Two and a Half Years

Gee Whizz, has it been two and a half years since I was last here?
Really?
Two and a half years!
That's more than half the time my youngest son has been on this earth. Just to kind of put things in dramatic perspective. Because I've always loved a bit of drama. You know?
But what's odd is how two and some years seem - at the same time - both very long and very not, like all this time has passed in a flash, like some sort of time warp, in a kind of dream-like reverie, where you go to sleep and then you wake up, and it's two and a half years later.

Just
Like
That

Anyhow, this post isn't about food, because two and a half years later, it turns out that I've forgotten how to cook (gasp). Which makes this post, masquerading under a food blog rather fraudulent (sorry), but it really isn't about food. It isn't really about anything. It's just to say hello.
Well, hello!
Which is something that is as strange and wonderful for me as it must be to you, because I actually haven't said hello in about two and a half years. To anyone. On or off screen. It's not you, you see, it's me. Yup. That old ditty.
So, this is the thing with writing books, right? You forget common civilities. Like saying hello. And goodbye. And how are you. And things. I'd read about this, about other people who write books, clever people, good books - I'd read this about them, about what happens to them, the book inching forward slowly and stealthily into their lives, silently, like a thief in the night, and then suddenly, before they even realise anything strange is happening, it had already happened. "It" has spread it's invisible tentacles around them and taken over their very existence.
The book. That book. Their book. Their lives.

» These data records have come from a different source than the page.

//! Spool handlers that feed spooled writes back through the live write path.

use async_trait::async_trait;
use inlet_core::{Channel, ChannelUuid, Msg, StatusUpdate};
use inlet_spool::{ReplayError, SpoolEntry, SpoolHandler, SpoolKind};
use serde_json::Value;
use tracing::{debug, info, instrument, warn};

use crate::Backend;
use crate::ingest::PersistError;

pub(crate) struct MsgReplay {
    backend: Backend,
}

impl MsgReplay {
    pub(crate) fn new(backend: Backend) -> Self {
        Self { backend }
    }
}

pub(crate) struct StatusReplay {
    backend: Backend,
}

impl StatusReplay {
    pub(crate) fn new(backend: Backend) -> Self {
        Self { backend }
    }
}

impl Backend {
    /// Re-reads the channel; its configuration may have changed since the
    /// entry was spooled. A channel that no longer exists makes the entry
    /// unreplayable.
    async fn current_channel(&self, uuid: ChannelUuid) -> Result<Channel, ReplayError> {
        let timeout = self.inner.store_timeout;
        match tokio::time::timeout(timeout, self.inner.store.channel_by_uuid(uuid)).await {
            Ok(Ok(Some(channel))) => Ok(channel),
            Ok(Ok(None)) => Err(ReplayError::Malformed(format!("channel {uuid} no longer exists"))),
            Ok(Err(err)) => Err(ReplayError::Retry(err.to_string())),
            Err(_) => Err(ReplayError::Retry(format!("channel lookup timed out after {timeout:?}"))),
        }
    }

    #[instrument(name = "backend.replay_msg", skip(self, msg), fields(msg_uuid = %msg.uuid))]
    async fn replay_msg(&self, channel_uuid: ChannelUuid, mut msg: Msg) -> Result<(), ReplayError> {
        let channel = self.current_channel(channel_uuid).await?;
        msg.channel_id = channel.id;

        // a timed out insert of this message may still be running
        let Some(claim) = self.inner.in_flight.claim(msg.uuid) else {
            return Err(ReplayError::Retry("write of this message is in flight".into()));
        };
        if let Some(id) = msg.id {
            debug!(msg_id = id.get(), "spooled message already has a durable id, dropping entry");
            return Ok(());
        }
        let timeout = self.inner.store_timeout;
        match tokio::time::timeout(timeout, self.inner.store.msg_id_for_uuid(msg.uuid)).await {
            Ok(Ok(Some(id))) => {
                debug!(msg_id = id.get(), "message already stored, dropping entry");
                return Ok(());
            }
            Ok(Ok(None)) => {}
            Ok(Err(err)) => return Err(ReplayError::Retry(err.to_string())),
            Err(_) => return Err(ReplayError::Retry("uuid lookup timed out".into())),
        }

        match self.persist_msg(&channel, &mut msg, claim).await {
            Ok(inserted) => {
                info!(msg_id = inserted.id.get(), "spooled message stored");
                self.dispatch(&channel, &msg, &inserted).await;
                Ok(())
            }
            Err(PersistError::Invalid(err)) => Err(ReplayError::Malformed(err.to_string())),
            Err(err) => Err(ReplayError::Retry(err.to_string())),
        }
    }

    #[instrument(name = "backend.replay_status", skip(self, status), fields(reference = %status.reference))]
    async fn replay_status(
        &self,
        channel_uuid: ChannelUuid,
        mut status: StatusUpdate,
    ) -> Result<(), ReplayError> {
        let channel = self.current_channel(channel_uuid).await?;
        status.channel_id = channel.id;

        let timeout = self.inner.store_timeout;
        match tokio::time::timeout(timeout, self.inner.store.update_status(&status)).await {
            Ok(Ok(outcome)) => {
                debug!(msg_id = outcome.msg_id.get(), applied = outcome.applied, "spooled receipt applied");
                Ok(())
            }
            Ok(Err(err)) if err.is_not_found() => {
                warn!("spooled receipt references an unknown message, dropping");
                Ok(())
            }
            Ok(Err(err)) => Err(ReplayError::Retry(err.to_string())),
            Err(_) => Err(ReplayError::Retry(format!("status write timed out after {timeout:?}"))),
        }
    }
}

fn decode<T: serde::de::DeserializeOwned>(entry: &SpoolEntry<Value>) -> Result<T, ReplayError> {
    serde_json::from_value(entry.payload.clone()).map_err(|err| ReplayError::Malformed(err.to_string()))
}

#[async_trait]
impl SpoolHandler for MsgReplay {
    fn kind(&self) -> SpoolKind {
        SpoolKind::Msgs
    }

    async fn replay(&self, entry: &SpoolEntry<Value>) -> Result<(), ReplayError> {
        let msg: Msg = decode(entry)?;
        self.backend.replay_msg(entry.channel_uuid, msg).await
    }
}

#[async_trait]
impl SpoolHandler for StatusReplay {
    fn kind(&self) -> SpoolKind {
        SpoolKind::Statuses
    }

    async fn replay(&self, entry: &SpoolEntry<Value>) -> Result<(), ReplayError> {
        let status: StatusUpdate = decode(entry)?;
        self.backend.replay_status(entry.channel_uuid, status).await
    }
}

God. How I rejected that idea! It's a dead idea, that idea, I thought, the idea that a book begins to dominate your entire sense of being, like that. How weak were those people? How could they allow such a transgression? How could they not have the willpower to seperate work from life? Strike a balance? Tune out?
Those people. Those people. Those people.

Ah, the hubris.

That book. Their book. Their lives. My book. This book. My life.
Guilty. Guilty. Guilty.
It's positively inexplicable how it happens. How quickly it happens. How quietly.
It's insidious really, like a disease you don't even know you have.
Those characters in your head, the imaginary ones, become - and so rapidly - so real, so tangible, you smell them, you feel them, you dream about them at night, you see them across the dining table as you eat your food, staring at the flesh-and-blood people in your life blankly, as if they are there but not quite.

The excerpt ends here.